Mandatory attributes for product recommendations

Please note that an order collection must be named orders. A green tick () next to an attribute indicates that it's mandatory for our product recommendations feature.
Attribute   Type
id   string
order_total ()   numerical
payment   string
delivery_method   string
delivery_total   numerical
*currency ()   string
order_status   string
email   string
quote_id   string
purchase_date ()   date
billing_address   array
  billing_address_1 string
  billing_address_2 string
  billing_city string
  billing_country string
  billing_postcode string
delivery_address   array
  delivery_address_1 string
  delivery_address_2 string
  delivery_city string
  delivery_country string
  delivery_postcode string
products ()   array
  name () string
  **price () numerical
  sku () string
  qty () numerical
order_subtotal ()   numerical
base_subtotal_incl_tax   numerical
***discount_amount   numerical
couponCode   string

*The currency attribute must be one that is supported. You can find a list of supported currency codes and how to format them in the Currency conversion article.
**Price: this price should correspond to the item's unit price.
*** The discount amount that's deducted from the order total. This should be a positive value.

Product Insight data (AccountInsight) schema

Mandatory attributes for product recommendations

Please note that a product collection must be named with a prefix of catalog_. A green tick () next to an attribute indicates that it's mandatory for our product recommendations feature.
Attribute Type
id string
*parent_id string
name () string
price () numerical
specialPrice numerical
price_incl_tax numerical
specialPrice_incl_tax numerical
url () string 
sku () string 
stock numerical
**type string
status string 
image_path () string 
***categories array
“id” : ”123”, // string
“id”: “456” // string

*The parent_id field is used to indicate whether the product is linked to a parent (or configurable) product. The value will be the ID of that parent product. If the product is standalone or is itself a parent product, the value can be blank or remain as the parent ID respectively.
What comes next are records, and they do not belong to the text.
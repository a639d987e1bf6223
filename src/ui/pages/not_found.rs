//! Not found page component
//!
//! A 404 error page displayed when a route is not found.

use leptos::prelude::*;
use leptos_router::components::A;

use crate::core::routes::AppRoute;
use crate::ui::auth::use_auth_context;
use crate::ui::icon::{Icon, icons};

/// Not found (404) page component
#[component]
pub fn NotFoundPage() -> impl IntoView {
    let auth = use_auth_context();

    view! {
        <main class="centered-page">
            <Icon name=icons::SEARCH class="icon-hero" />
            <h1 class="hero-code">"404"</h1>
            <h2>"Page Not Found"</h2>
            <p class="text-muted">"The page you're looking for doesn't exist or has been moved."</p>

            <div class="button-row">
                <A href=AppRoute::Landing.path() attr:class="btn btn-primary">"Go Home"</A>
                <Show when=move || auth.is_authenticated()>
                    <A href=AppRoute::Dashboard.path() attr:class="btn btn-ghost">"Dashboard"</A>
                </Show>
            </div>
        </main>
    }
}
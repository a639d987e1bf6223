use leptos::prelude::*;

/// SVG icon served from `/icons/{name}.svg`
#[component]
pub fn Icon(
    /// Icon file name without the .svg extension
    name: &'static str,
    /// CSS classes
    #[prop(default = "icon")]
    class: &'static str,
) -> impl IntoView {
    let icon_path = format!("/icons/{}.svg", name);

    view! {
        <img
            src=icon_path
            class=class
            alt=""
            aria-hidden="true"
            draggable=false
        />
    }
}

/// Icons shipped in `public/icons`
pub mod icons {
    pub const ALERT_CIRCLE: &str = "alert-circle";
    pub const BELL: &str = "bell";
    pub const BRIEFCASE: &str = "briefcase";
    pub const CHECK: &str = "check";
    pub const EYE: &str = "eye";
    pub const EYE_CLOSED: &str = "eye-closed";
    pub const LOGOUT: &str = "logout";
    pub const SEARCH: &str = "search";
    pub const USER: &str = "user";
}
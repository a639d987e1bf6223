//! Authentication UI module
//!
//! Auth context, route guards and the sign-in / sign-up components.

mod context;
mod guard;
mod login_form;
mod register_form;
mod user_menu;

pub use context::{AppSession, AuthContext, provide_auth_context, use_auth_context};
pub use guard::{ProtectedRoute, PublicOnly, SessionRedirect};
pub use login_form::LoginForm;
pub use register_form::RegisterForm;
pub use user_menu::{UserAvatar, UserMenu};
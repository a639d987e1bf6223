//! Session state: persisted tokens, the cached user, and the auth lifecycle

mod manager;
mod model;
mod store;

pub use manager::{AuthState, LOGIN_PATH, LOGOUT_PATH, ME_PATH, REGISTER_PATH, SessionManager};
pub use model::{Credentials, Registration, Role, Session, User};
#[cfg(feature = "hydrate")]
pub use store::BrowserStorage;
pub use store::{
    ACCESS_TOKEN_KEY, MemoryStorage, PersistedSession, REFRESH_TOKEN_KEY, SessionStore,
    StorageBackend, StorageError, USER_KEY,
};
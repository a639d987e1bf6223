//! Typed backend services
//!
//! Thin wrappers that borrow the shared [`ApiClient`](crate::core::http::ApiClient), so
//! every call goes through the same token handling and error reporting.

mod freelancer;
mod notifications;
mod recruiter;

pub use freelancer::FreelancerApi;
pub use notifications::NotificationApi;
pub use recruiter::RecruiterApi;

use serde::Deserialize;

/// `{"message": ...}` acknowledgement returned by write endpoints
#[derive(Debug, Clone, Deserialize)]
pub struct Ack {
    #[serde(default)]
    pub message: Option<String>,
}
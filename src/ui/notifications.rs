//! Toast notifications
//!
//! Session expiry, failed requests and form outcomes surface here.

use leptos::prelude::*;
use std::collections::VecDeque;

/// Maximum number of toasts to show at once
const MAX_TOASTS: usize = 5;

/// Default auto-dismiss delay
const DEFAULT_DISMISS_MS: u32 = 5_000;

#[derive(Clone, Copy, Debug, PartialEq, Eq)]
pub enum ToastKind {
    Success,
    Error,
    Warning,
    Info,
}

impl ToastKind {
    fn classes(&self) -> &'static str {
        match self {
            ToastKind::Success => "toast toast-success",
            ToastKind::Error => "toast toast-error",
            ToastKind::Warning => "toast toast-warning",
            ToastKind::Info => "toast toast-info",
        }
    }

    fn icon_path(&self) -> &'static str {
        match self {
            ToastKind::Success => "M9 12l2 2 4-4m6 2a9 9 0 11-18 0 9 9 0 0118 0z",
            ToastKind::Error => "M12 8v4m0 4h.01M21 12a9 9 0 11-18 0 9 9 0 0118 0z",
            ToastKind::Warning => {
                "M12 9v2m0 4h.01m-6.938 4h13.856c1.54 0 2.502-1.667 1.732-3L13.732 4c-.77-1.333-2.694-1.333-3.464 0L3.34 16c-.77 1.333.192 3 1.732 3z"
            }
            ToastKind::Info => "M13 16h-1v-4h-1m1-4h.01M21 12a9 9 0 11-18 0 9 9 0 0118 0z",
        }
    }
}

/// A toast with a unique id for tracking
#[derive(Clone, Debug)]
pub struct Toast {
    pub id: u64,
    pub kind: ToastKind,
    pub title: String,
    pub message: String,
    pub auto_dismiss_ms: Option<u32>,
}

/// Toast queue shared through context
#[derive(Clone, Copy)]
pub struct ToastManager {
    toasts: RwSignal<VecDeque<Toast>>,
    next_id: StoredValue<u64>,
}

impl ToastManager {
    pub fn new() -> Self {
        Self {
            toasts: RwSignal::new(VecDeque::new()),
            next_id: StoredValue::new(0),
        }
    }

    pub fn toasts(&self) -> RwSignal<VecDeque<Toast>> {
        self.toasts
    }

    pub fn notify(&self, kind: ToastKind, title: impl Into<String>, message: impl Into<String>) {
        let id = self.next_id.get_value();
        self.next_id.set_value(id + 1);

        let toast = Toast {
            id,
            kind,
            title: title.into(),
            message: message.into(),
            auto_dismiss_ms: Some(DEFAULT_DISMISS_MS),
        };

        self.toasts.update(|toasts| {
            toasts.push_back(toast);
            // Drop oldest past the limit
            while toasts.len() > MAX_TOASTS {
                toasts.pop_front();
            }
        });
    }

    pub fn success(&self, title: impl Into<String>, message: impl Into<String>) {
        self.notify(ToastKind::Success, title, message);
    }

    pub fn error(&self, title: impl Into<String>, message: impl Into<String>) {
        self.notify(ToastKind::Error, title, message);
    }

    pub fn warning(&self, title: impl Into<String>, message: impl Into<String>) {
        self.notify(ToastKind::Warning, title, message);
    }

    pub fn info(&self, title: impl Into<String>, message: impl Into<String>) {
        self.notify(ToastKind::Info, title, message);
    }

    pub fn dismiss(&self, id: u64) {
        self.toasts.update(|toasts| toasts.retain(|t| t.id != id));
    }
}

impl Default for ToastManager {
    fn default() -> Self {
        Self::new()
    }
}

pub fn provide_toasts() -> ToastManager {
    let toasts = ToastManager::new();
    provide_context(toasts);
    toasts
}

pub fn use_toasts() -> ToastManager {
    expect_context::<ToastManager>()
}

/// Toast stack, rendered once near the root
#[component]
pub fn ToastContainer() -> impl IntoView {
    let manager = use_toasts();

    view! {
        <div class="toast-stack">
            <For
                each=move || manager.toasts().get()
                key=|toast| toast.id
                children=move |toast| view! { <ToastView toast=toast manager=manager /> }
            />
        </div>
    }
}

#[component]
fn ToastView(toast: Toast, manager: ToastManager) -> impl IntoView {
    let id = toast.id;
    let (is_exiting, _set_is_exiting) = signal(false);

    if let Some(_ms) = toast.auto_dismiss_ms {
        #[cfg(feature = "hydrate")]
        {
            use gloo_timers::future::TimeoutFuture;
            use leptos::task::spawn_local;

            spawn_local(async move {
                TimeoutFuture::new(_ms).await;
                _set_is_exiting.set(true);
                // Wait for exit animation
                TimeoutFuture::new(300).await;
                manager.dismiss(id);
            });
        }
    }

    view! {
        <div
            class=toast.kind.classes()
            class:toast-exiting=move || is_exiting.get()
            role="status"
        >
            <svg class="toast-icon" fill="none" stroke="currentColor" viewBox="0 0 24 24">
                <path stroke-linecap="round" stroke-linejoin="round" stroke-width="2" d=toast.kind.icon_path() />
            </svg>
            <div class="toast-body">
                <h4 class="toast-title">{toast.title}</h4>
                <p class="toast-message">{toast.message}</p>
            </div>
            <button class="toast-close" aria-label="Dismiss" on:click=move |_| manager.dismiss(id)>
                "×"
            </button>
        </div>
    }
}
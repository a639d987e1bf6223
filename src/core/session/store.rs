//! Persisted session store
//!
//! Keeps the access token, refresh token and serialized user under fixed keys in a
//! string key-value backend (`window.localStorage` in the browser). A store that cannot
//! be read behaves like an empty one. Only `write` reports failure, after clearing.

use std::cell::RefCell;
use std::collections::HashMap;
use std::rc::Rc;

use super::model::{Session, User};

pub const ACCESS_TOKEN_KEY: &str = "access_token";
pub const REFRESH_TOKEN_KEY: &str = "refresh_token";
pub const USER_KEY: &str = "user";

/// Storage backend error types
#[derive(Debug, thiserror::Error)]
pub enum StorageError {
    #[error("Storage is not available")]
    Unavailable,

    #[error("Storage operation failed: {0}")]
    Operation(String),

    #[error("Failed to serialize session data: {0}")]
    Serialization(#[from] serde_json::Error),
}

/// Durable string key-value storage
pub trait StorageBackend {
    fn get(&self, key: &str) -> Result<Option<String>, StorageError>;
    fn set(&self, key: &str, value: &str) -> Result<(), StorageError>;
    fn remove(&self, key: &str) -> Result<(), StorageError>;
}

/// In-memory backend. Clones share the same entries.
#[derive(Debug, Clone, Default)]
pub struct MemoryStorage {
    entries: Rc<RefCell<HashMap<String, String>>>,
}

impl MemoryStorage {
    pub fn new() -> Self {
        Self::default()
    }

    pub fn len(&self) -> usize {
        self.entries.borrow().len()
    }

    pub fn is_empty(&self) -> bool {
        self.entries.borrow().is_empty()
    }
}

impl StorageBackend for MemoryStorage {
    fn get(&self, key: &str) -> Result<Option<String>, StorageError> {
        Ok(self.entries.borrow().get(key).cloned())
    }

    fn set(&self, key: &str, value: &str) -> Result<(), StorageError> {
        self.entries
            .borrow_mut()
            .insert(key.to_string(), value.to_string());
        Ok(())
    }

    fn remove(&self, key: &str) -> Result<(), StorageError> {
        self.entries.borrow_mut().remove(key);
        Ok(())
    }
}

/// `window.localStorage` backend
#[cfg(feature = "hydrate")]
#[derive(Debug, Clone, Copy, Default)]
pub struct BrowserStorage;

#[cfg(feature = "hydrate")]
impl BrowserStorage {
    fn storage() -> Result<web_sys::Storage, StorageError> {
        web_sys::window()
            .ok_or(StorageError::Unavailable)?
            .local_storage()
            .map_err(|e| StorageError::Operation(format!("{:?}", e)))?
            .ok_or(StorageError::Unavailable)
    }
}

#[cfg(feature = "hydrate")]
impl StorageBackend for BrowserStorage {
    fn get(&self, key: &str) -> Result<Option<String>, StorageError> {
        Self::storage()?
            .get_item(key)
            .map_err(|e| StorageError::Operation(format!("{:?}", e)))
    }

    fn set(&self, key: &str, value: &str) -> Result<(), StorageError> {
        Self::storage()?
            .set_item(key, value)
            .map_err(|e| StorageError::Operation(format!("{:?}", e)))
    }

    fn remove(&self, key: &str) -> Result<(), StorageError> {
        Self::storage()?
            .remove_item(key)
            .map_err(|e| StorageError::Operation(format!("{:?}", e)))
    }
}

/// Whatever the store currently holds.
///
/// `refresh_token` and `user` are only ever reported alongside an access token.
#[derive(Debug, Clone, PartialEq, Default)]
pub struct PersistedSession {
    pub access_token: Option<String>,
    pub refresh_token: Option<String>,
    pub user: Option<User>,
}

impl PersistedSession {
    pub fn is_empty(&self) -> bool {
        self.access_token.is_none()
    }
}

/// Session persistence on top of a [`StorageBackend`]
#[derive(Clone)]
pub struct SessionStore {
    backend: Rc<dyn StorageBackend>,
}

impl SessionStore {
    pub fn new(backend: impl StorageBackend + 'static) -> Self {
        Self {
            backend: Rc::new(backend),
        }
    }

    /// Store backed by browser localStorage when running in the browser,
    /// by memory everywhere else.
    pub fn for_current_target() -> Self {
        #[cfg(feature = "hydrate")]
        {
            Self::new(BrowserStorage)
        }
        #[cfg(not(feature = "hydrate"))]
        {
            Self::new(MemoryStorage::new())
        }
    }

    /// Last written session fields, or an empty value if none or unreadable
    pub fn read(&self) -> PersistedSession {
        self.try_read().unwrap_or_else(|err| {
            tracing::warn!(error = %err, "session storage unreadable, treating as signed out");
            PersistedSession::default()
        })
    }

    fn try_read(&self) -> Result<PersistedSession, StorageError> {
        let Some(access_token) = self.backend.get(ACCESS_TOKEN_KEY)? else {
            return Ok(PersistedSession::default());
        };

        let refresh_token = self.backend.get(REFRESH_TOKEN_KEY)?;
        let user = self
            .backend
            .get(USER_KEY)?
            .and_then(|raw| serde_json::from_str::<User>(&raw).ok());

        Ok(PersistedSession {
            access_token: Some(access_token),
            refresh_token,
            user,
        })
    }

    pub fn access_token(&self) -> Option<String> {
        self.read().access_token
    }

    pub fn refresh_token(&self) -> Option<String> {
        self.read().refresh_token
    }

    pub fn user(&self) -> Option<User> {
        self.read().user
    }

    /// Overwrite all three fields.
    ///
    /// On failure nothing of either session is left behind.
    pub fn write(&self, session: &Session) -> Result<(), StorageError> {
        let result = self.try_write(session);
        if let Err(err) = &result {
            tracing::warn!(error = %err, "failed to persist session");
            self.clear();
        }
        result
    }

    fn try_write(&self, session: &Session) -> Result<(), StorageError> {
        let user_json = serde_json::to_string(&session.user)?;
        // The access token marks presence: drop the old one before touching the rest
        self.backend.remove(ACCESS_TOKEN_KEY)?;
        self.backend.set(USER_KEY, &user_json)?;
        self.backend.set(REFRESH_TOKEN_KEY, &session.refresh_token)?;
        self.backend.set(ACCESS_TOKEN_KEY, &session.access_token)
    }

    /// Store a freshly minted access token, keeping the other fields
    pub fn replace_access_token(&self, token: &str) {
        if let Err(err) = self.backend.set(ACCESS_TOKEN_KEY, token) {
            tracing::warn!(error = %err, "failed to persist refreshed access token");
        }
    }

    /// Update the cached user, keeping the tokens
    pub fn replace_user(&self, user: &User) {
        let result = serde_json::to_string(user)
            .map_err(StorageError::from)
            .and_then(|json| self.backend.set(USER_KEY, &json));
        if let Err(err) = result {
            tracing::warn!(error = %err, "failed to persist user");
        }
    }

    /// Remove every session field
    pub fn clear(&self) {
        // Access token first: once it is gone no reader sees the leftovers
        for key in [ACCESS_TOKEN_KEY, REFRESH_TOKEN_KEY, USER_KEY] {
            if let Err(err) = self.backend.remove(key) {
                tracing::warn!(error = %err, key, "failed to clear session field");
            }
        }
    }
}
**The type field is used to define the kind of product (in terms of hierarchy). Some possible values include 'Configurable', 'Bundle', 'Variant' or 'Virtual'. The possible values will be dictated by your ecommerce platform.

*** The categories field provides a way to link a product to a category or a set of categories. Using the categories field requires to synchronise a separate categories_* insight collection, as described further below. The categories field must be an array of objects, including an “id” field as a string value. These id(s) provided need(s) to match category ids available in the categoriescollection.

Categories Insight data schema

Categories insight collections can be used to store the categories of your products, as defined in your ecommerce store or ERP system. It allows you to segment contacts based on the product categories they purchase, or apply filters to your catalog or product recommendations.

The categories collection must be named with the prefix of categories_ and have a suffix matching the product catalog it relates to.
For example:

  • For the catalog catalog_SnowYo_Retail you should create categories_SnowYo_Retail

Please note that a product collection must be named with a prefix of catalog_. A green tick () next to an attribute indicates that it's mandatory for our product recommendations feature.

Attribute Type
id () string
name () string


*parent_id can be used to create parent-child hierachry between categories. For example, if 'Clothing' has the 'id':'123', 'Dresses' ('id':'456') could have 'parent_id' set to '123'. If a category has not got any defined parent, you can use 'parent_id':'0'.